I don’t know about you, but I’m always writing stories in my head. A snippet of interesting conversation, an observation on the street, a song on the radio — my brain will wheel off on a creative tangent. I hear dialogue in restaurants. I imagine plot twists on my drive to and from the office. I don’t know what causes it, but I have always been wired for story.

I’ve heard that sculptors can see the finished piece in a hunk of raw marble and that composers can hear melodies that don’t yet exist. I think a writer’s brain must work the same way, because whether I have time to address the thought or not (more often not), these stories ricochet around in the echo chamber of my mind all day, every day. I can’t help it and even if I could turn it off, I wouldn’t want to.

It’s like having second sight. For everything that crosses my path, I can invent a backstory, a character or an entire fictional world from out of nowhere. I carry around a  notebook in a vain attempt to capture it, but 99% of the stories that flicker, unbidden, into existence escape me a moment later. Those that I do manage to hold onto for any length of time are often difficult to transcribe without losing some of their organic sheen. When I’m lucky, a story that I thought I’d lost will return and stay long enough to become tangible words on a page. Those are the ones worth waiting for.

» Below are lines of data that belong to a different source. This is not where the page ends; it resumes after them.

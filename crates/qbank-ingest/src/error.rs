use std::path::PathBuf;

use thiserror::Error;

/// Errors from file discovery.
///
/// Parsing and grouping are total and never fail; only directory I/O can.
#[derive(Debug, Error)]
pub enum IngestError {
    #[error("directory not found: {path}")]
    DirectoryNotFound { path: PathBuf },

    #[error("failed to read directory {path}")]
    DirectoryRead {
        path: PathBuf,
        #[source]
        source: std::io::Error,
    },
}

pub type Result<T> = std::result::Result<T, IngestError>;
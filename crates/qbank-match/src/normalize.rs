//! Text normalization for course-name comparison and grouping.

use unicode_normalization::UnicodeNormalization;
use unicode_normalization::char::is_combining_mark;

/// Normalizes a course name for comparison.
///
/// Decomposes to NFD and drops combining marks (so "molécules" and
/// "molecules" compare equal), strips every character that is not
/// alphanumeric or a space, collapses whitespace runs, trims, and lowercases.
pub fn normalize_course(raw: &str) -> String {
    raw.nfd()
        .filter(|c| !is_combining_mark(*c))
        .filter(|c| c.is_alphanumeric() || *c == ' ')
        .collect::<String>()
        .split_whitespace()
        .collect::<Vec<_>>()
        .join(" ")
        .to_lowercase()
}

I don’t tell you this to make myself seem like I have a special ability. I don’t. I might pay more attention to it, but I think we’re all wired this way. It’s what sets humanity apart — our imagination. We all have the power to see or hear things that never were and make them real. But you do have to slow down to give it time to work. What are the moments that cause you to ask, “What if?” What would happen if you allowed yourself room to answer that question? That’s all that writers do differently. Anyone can do it.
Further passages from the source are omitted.